The real calculation of Turn Over Number (TON) differs from one catalytic system to another. For metallic system, you need to define which is/are the active site(s) and if bimetallic, you will need to count the number of synergistic-linked metallic species. However, further information could be provided if you mention the reaction equation and the catalyst components.
@Sudeesh N: The two equations you give for TON have different units. I am that certain you mean the first one, which is unitless, not the second one that has units of mols/number or mols/area.
I would express TOF as (# molecules reacted)/(# active sites)(unit time). For heterogeneous catalytic reactions carried out in bulk reactors, you will work with volumetric reaction rate r (mols/m^3 reactor s), particle loading fV (m^3 particles/m^3 reactor), particle radius Rp (m), and number of active sites per catalyst particle Ns (# sites / particle) as
--> TOF = (r No / fV) (C Rp^3 / Ns)
where No is the Avagadro number and C is a conversion factor for particle radius to particle volume (nominally 4 Pi / 3 for spherical particles). You will have to define Ns either experimentally or theoretically.
For general information, these references may be useful (found by a search engine on "turnover number calculation" or "turnover frequency calculation").
Yes, TON is a unitless quantity. TOF = Moles of desired product formed/moles of catalyst/ time = TON/time. it just give the number of molecules reacted per active sites of catalyst. When you take TON at different time the quantity will be different. You may not be able to compare two sets of catalysts based on this. Turn over rate or TOF is the best one for catalytic studies. Also take care when you use moles of consumption of reactant for these calculations instead of desired product. It may mislead because the side reactions may also counted during these calculations.

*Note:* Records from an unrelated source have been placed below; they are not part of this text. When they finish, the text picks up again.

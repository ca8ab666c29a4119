pub mod duration;
pub mod error;
pub mod logger;
pub mod validation;
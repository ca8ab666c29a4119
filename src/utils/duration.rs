/// 將 `HH:MM:SS` 或 `MM:SS` 轉成 `1 hr 5 min` 這類易讀字串。
///
/// 段數不是 2 或 3、或任一段不是整數時回傳 `"0 sec"`；
/// 值為零的單位會被省略，全部為零時同樣回傳 `"0 sec"`。
pub fn format_duration(text: &str) -> String {
    let parts: Option<Vec<i64>> = text
        .split(':')
        .map(|part| part.trim().parse::<i64>().ok())
        .collect();

    let (hours, minutes, seconds) = match parts.as_deref() {
        Some([h, m, s]) => (*h, *m, *s),
        Some([m, s]) => (0, *m, *s),
        _ => return ZERO.to_string(),
    };

    let formatted: Vec<String> = [(hours, "hr"), (minutes, "min"), (seconds, "sec")]
        .into_iter()
        .filter(|(value, _)| *value > 0)
        .map(|(value, unit)| format!("{} {}", value, unit))
        .collect();

    if formatted.is_empty() {
        ZERO.to_string()
    } else {
        formatted.join(" ")
    }
}

const ZERO: &str = "0 sec";
//! Outbound alert notifications.

use async_trait::async_trait;

use crate::domain::alert::AlertTriggered;

#[derive(Debug, Clone, PartialEq, thiserror::Error)]
#[error("notification delivery failed: {reason}")]
pub struct NotifyError {
    pub reason: String,
}

/// Delivery channel for triggered alerts (mail, chat, log...).
///
/// A failed delivery is reported back but never re-arms the alert.
#[async_trait]
pub trait NotificationPort: Send + Sync {
    async fn notify(&self, event: &AlertTriggered) -> Result<(), NotifyError>;
}
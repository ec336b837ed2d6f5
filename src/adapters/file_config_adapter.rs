//! INI file configuration adapter.

use crate::domain::error::SimtraderError;
use crate::ports::config_port::ConfigPort;
use configparser::ini::Ini;
use std::path::Path;

#[derive(Debug)]
pub struct FileConfigAdapter {
    config: Ini,
}

impl FileConfigAdapter {
    pub fn from_file<P: AsRef<Path>>(path: P) -> Result<Self, SimtraderError> {
        let mut config = Ini::new();
        config
            .load(path.as_ref())
            .map_err(|reason| SimtraderError::ConfigParse {
                file: path.as_ref().display().to_string(),
                reason,
            })?;
        Ok(Self { config })
    }

    pub fn from_string(content: &str) -> Result<Self, String> {
        let mut config = Ini::new();
        config.read(content.to_string())?;
        Ok(Self { config })
    }
}

impl ConfigPort for FileConfigAdapter {
    fn get_string(&self, section: &str, key: &str) -> Option<String> {
        self.config.get(section, key)
    }

    fn get_int(&self, section: &str, key: &str, default: i64) -> i64 {
        self.config
            .getint(section, key)
            .ok()
            .flatten()
            .unwrap_or(default)
    }

    fn get_double(&self, section: &str, key: &str, default: f64) -> f64 {
        self.config
            .getfloat(section, key)
            .ok()
            .flatten()
            .unwrap_or(default)
    }
}
//! simtrader: paper-trading accounts over simulated and historical prices.
//!
//! Hexagonal architecture: domain logic in [`domain`], port traits in [`ports`],
//! concrete implementations in [`adapters`], async orchestration in
//! [`service`].

pub mod adapters;
pub mod cli;
pub mod domain;
pub mod ports;
pub mod service;
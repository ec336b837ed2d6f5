//! CLI definition and dispatch.

use clap::{Parser, Subcommand};
use rust_decimal::Decimal;
use std::path::{Path, PathBuf};
use std::process::ExitCode;
use std::sync::Arc;
use std::time::Duration;

use crate::adapters::csv_adapter::CsvMarketData;
use crate::adapters::file_config_adapter::FileConfigAdapter;
use crate::adapters::json_store_adapter::JsonStoreAdapter;
use crate::adapters::log_notifier::LogNotifier;
use crate::domain::account::{Account, DEFAULT_STARTING_CASH, normalize_symbol};
use crate::domain::alert;
use crate::domain::config_validation::{
    validate_account_config, validate_market_data_config, validate_simulator_config,
};
use crate::domain::error::SimtraderError;
use crate::domain::history;
use crate::domain::simulator::{PriceSimulator, SimulatorConfig};
use crate::ports::account_store_port::AccountStorePort;
use crate::ports::config_port::ConfigPort;
use crate::service::desk::{SharedAccount, TradingDesk};
use crate::service::quote_cache::{QuoteCache, QuoteCacheConfig};
use crate::service::session::SessionConfig;

#[derive(Parser, Debug)]
#[command(name = "simtrader", about = "Paper-trading accounts over simulated market data")]
pub struct Cli {
    #[command(subcommand)]
    pub command: Command,
}

#[derive(Subcommand, Debug)]
pub enum Command {
    /// Open a new account with the configured starting cash
    Register {
        #[arg(short, long)]
        config: PathBuf,
        #[arg(short, long)]
        account: String,
    },
    /// Buy shares at the current market price
    Buy {
        #[arg(short, long)]
        config: PathBuf,
        #[arg(short, long)]
        account: String,
        #[arg(short, long)]
        symbol: String,
        #[arg(short, long)]
        quantity: u64,
    },
    /// Sell shares at the current market price
    Sell {
        #[arg(short, long)]
        config: PathBuf,
        #[arg(short, long)]
        account: String,
        #[arg(short, long)]
        symbol: String,
        #[arg(short, long)]
        quantity: u64,
    },
    /// Show holdings valued at market
    Portfolio {
        #[arg(short, long)]
        config: PathBuf,
        #[arg(short, long)]
        account: String,
    },
    /// Show the transaction log with realized P&L
    History {
        #[arg(short, long)]
        config: PathBuf,
        #[arg(short, long)]
        account: String,
    },
    /// Arm a price alert
    AlertAdd {
        #[arg(short, long)]
        config: PathBuf,
        #[arg(short, long)]
        account: String,
        #[arg(short, long)]
        symbol: String,
        #[arg(short, long)]
        target: Decimal,
    },
    /// Evaluate active alerts against current prices
    AlertsCheck {
        #[arg(short, long)]
        config: PathBuf,
        #[arg(short, long)]
        account: String,
    },
    /// Add a symbol to the watchlist
    WatchAdd {
        #[arg(short, long)]
        config: PathBuf,
        #[arg(short, long)]
        account: String,
        #[arg(short, long)]
        symbol: String,
    },
    /// Remove a symbol from the watchlist
    WatchRemove {
        #[arg(short, long)]
        config: PathBuf,
        #[arg(short, long)]
        account: String,
        #[arg(short, long)]
        symbol: String,
    },
    /// Show watchlist prices and company details
    Watchlist {
        #[arg(short, long)]
        config: PathBuf,
        #[arg(short, long)]
        account: String,
    },
    /// Run a trading session and print the simulated candles
    Simulate {
        #[arg(short, long)]
        config: PathBuf,
        #[arg(short, long)]
        symbol: String,
        #[arg(short, long, default_value_t = 10)]
        ticks: u32,
    },
}

impl Command {
    fn config_path(&self) -> &Path {
        match self {
            Command::Register { config, .. }
            | Command::Buy { config, .. }
            | Command::Sell { config, .. }
            | Command::Portfolio { config, .. }
            | Command::History { config, .. }
            | Command::AlertAdd { config, .. }
            | Command::AlertsCheck { config, .. }
            | Command::WatchAdd { config, .. }
            | Command::WatchRemove { config, .. }
            | Command::Watchlist { config, .. }
            | Command::Simulate { config, .. } => config,
        }
    }
}

pub fn run(cli: Cli) -> ExitCode {
    init_tracing();

    let runtime = match tokio::runtime::Runtime::new() {
        Ok(rt) => rt,
        Err(e) => {
            eprintln!("error: failed to start runtime: {e}");
            return ExitCode::from(1);
        }
    };

    match runtime.block_on(dispatch(cli.command)) {
        Ok(()) => ExitCode::SUCCESS,
        Err(e) => {
            eprintln!("error: {e}");
            (&e).into()
        }
    }
}

fn init_tracing() {
    use tracing_subscriber::{EnvFilter, layer::SubscriberExt, util::SubscriberInitExt};

    let _ = tracing_subscriber::registry()
        .with(EnvFilter::try_from_default_env().unwrap_or_else(|_| "simtrader=info".into()))
        .with(tracing_subscriber::fmt::layer().with_writer(std::io::stderr))
        .try_init();
}

/// Everything a command needs, built once from the config file.
pub struct App {
    pub config: FileConfigAdapter,
    pub store: JsonStoreAdapter,
    pub desk: TradingDesk,
}

pub fn load_config(path: &Path) -> Result<FileConfigAdapter, SimtraderError> {
    eprintln!("Loading config from {}", path.display());
    let config = FileConfigAdapter::from_file(path)?;
    validate_account_config(&config)?;
    validate_simulator_config(&config)?;
    validate_market_data_config(&config)?;
    Ok(config)
}

pub fn build_app(config: FileConfigAdapter) -> Result<App, SimtraderError> {
    let data_dir = config
        .get_string("market_data", "data_dir")
        .ok_or_else(|| SimtraderError::ConfigMissing {
            section: "market_data".into(),
            key: "data_dir".into(),
        })?;
    let store_path = config.get_string_or("store", "path", "accounts.json");

    let provider = Arc::new(CsvMarketData::new(PathBuf::from(data_dir)));
    let quotes = Arc::new(QuoteCache::new(provider, build_quote_cache_config(&config)));
    let desk = TradingDesk::new(
        quotes,
        Arc::new(LogNotifier),
        PriceSimulator::new(build_simulator_config(&config)),
        build_session_config(&config),
    );

    Ok(App {
        store: JsonStoreAdapter::new(PathBuf::from(store_path)),
        desk,
        config,
    })
}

The TOF is dened as the moles of reduced 4-NP molecules per mole of the surface noble metal atoms per hour. WhenM¼ Au, Pd and Au–Pd, the
TOF is calculated based on the dispersity of noble metal nanoparticles
Turnover Number (TON) -- the absolute number of passes through the catalytic cycle before the catalyst becomes deactivated.

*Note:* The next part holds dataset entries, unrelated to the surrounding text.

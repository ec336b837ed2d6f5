//! Per-sale profit/loss reconstructed from the transaction log.
//!
//! This view is independent of the live position average: each sell is
//! priced against the plain mean of every earlier buy of the same symbol,
//! so it can differ from the ledger's weighted average once buys and sells
//! interleave. Both numbers are kept; neither corrects the other.

use rust_decimal::Decimal;

use super::account::Account;
use super::transaction::{Action, Transaction};

#[derive(Debug, Clone, PartialEq)]
pub struct HistoryEntry {
    pub transaction: Transaction,
    /// Zero for buys and for sells with no earlier buy.
    pub profit_loss: Decimal,
}

/// Profit/loss for every transaction, newest first.
pub fn realized_pnl_for(account: &Account) -> Vec<HistoryEntry> {
    let mut chronological: Vec<(usize, &Transaction)> =
        account.transactions().iter().enumerate().collect();
    chronological.sort_by_key(|(idx, tx)| (tx.timestamp(), *idx));

    let mut entries: Vec<(usize, HistoryEntry)> = chronological
        .iter()
        .map(|(idx, tx)| {
            let profit_loss = match tx.action() {
                Action::Buy => Decimal::ZERO,
                Action::Sell => sale_pnl(tx, &chronological),
            };
            (
                *idx,
                HistoryEntry {
                    transaction: (*tx).clone(),
                    profit_loss,
                },
            )
        })
        .collect();

    entries.sort_by(|(ia, a), (ib, b)| {
        b.transaction
            .timestamp()
            .cmp(&a.transaction.timestamp())
            .then(ib.cmp(ia))
    });
    entries.into_iter().map(|(_, e)| e).collect()
}

/// Sum of reconstructed profit/loss across all sells.
pub fn total_realized_pnl(account: &Account) -> Decimal {
    realized_pnl_for(account).iter().map(|e| e.profit_loss).sum()
}

fn sale_pnl(sell: &Transaction, chronological: &[(usize, &Transaction)]) -> Decimal {
    let buy_prices: Vec<Decimal> = chronological
        .iter()
        .map(|(_, tx)| *tx)
        .take_while(|tx| tx.timestamp() < sell.timestamp())
        .filter(|tx| tx.action() == Action::Buy && tx.symbol() == sell.symbol())
        .map(|tx| tx.price())
        .collect();

    if buy_prices.is_empty() {
        return Decimal::ZERO;
    }
    let mean = buy_prices.iter().sum::<Decimal>() / Decimal::from(buy_prices.len());
    (sell.price() - mean) * Decimal::from(sell.quantity())
}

Academic chemists sometimes report only the turnover number when the catalyst is very slow (they don’t want to be embarassed by reporting a very low TOF), or decomposes quite rapidly.
Industrial chemists are interested in both TON and TOF. A large TON (e.g., 10-6 - 10-10) indicates a stable, very long-lived catalyst. TON is defined as the amount of reactant (moles) divided by the amount of catalyst (moles) times the % yield of product.
I am post my question here as it is related to the same concept. Can anyone tell me the reason of lower and higher turnover frequency values? In my case, I found that Standard P25 have higher photocatalytic activity than my sample (also TiO2 in the form of nanofibers). but my fibers have higher turnover frequency than P25 found by the formula TOF(h-1)= MMO.X/MTiO2.D.t,
Where MMO and MTiO2 is the amount of methyl orange dye and TiO2 nanofiber catalyst used (in moles), χ is the conversion of MO, t is the reaction time and D is the dispersion of TiO2 as a fraction of surface-active TiO2 catalyst, determined by the following equation,
D= Surface area/ [1/MTiO2.(NA.4pirTi2)],
Where SA and MTiO2 is the surface area and molecular weight of TiO2 (79.86 g/mol.) respectively. rTi is the atomic radius of Ti (0.176 nm) and NA is Avogadro number (6.02 × 1023).
What could be the possible reason of higher TOF in my case? can anyone please explain. Thanks
Hai, as all said, TOF can be calculated using TON divided by time. Also, you can calculate it from the first order rate equation for a catalytic reaction if you don't have the parameters to calculate TON. But it is always easy to calculate it using TON.
Please find the following link of pdf for better understanding and how to calculate the TOF and TON, and how those two are related, If we know TOF , then how to calculate TON
For homogeneous catalysis, TON is the "% yield divided by the catalyst loading (which is the mole% of the catalyst based on the moles of the limiting reactant)."
Turnover number 1 taking the of moles of product produced, dividing that by the of moles of catalyst used in the reaction, then dividing that by the time to produce the given amount of product
Turnover number 2 amount of reactant (moles) divided by the amount of Catalyst (moles) time the% yield of product
I want to explain why it was written in the first mall of the reactant and other written mole of the product
1. It depends on the nature of the reaction. if we have two or more reactant, we can consider the limiting reactant moles for calcuation or all the reactants moles are similar we can consider the moles of the desired product formation.
For TOF = TON/time, time of the reaction taking place is the main criteria, since some reaction can take long time and some ends short. hence better to choose an optimum shorter time between 30 to 50 time intervals will give better results for TOF
Moreover, active sites are also more important in aspect of catalyst, If we are choosing particular type of active sites such B4 or B5 sites then the edge atoms in the catalyst are more prominent than surface atoms.
hence we have to thing all these aspects for calculating TON and TOF based on my opinion.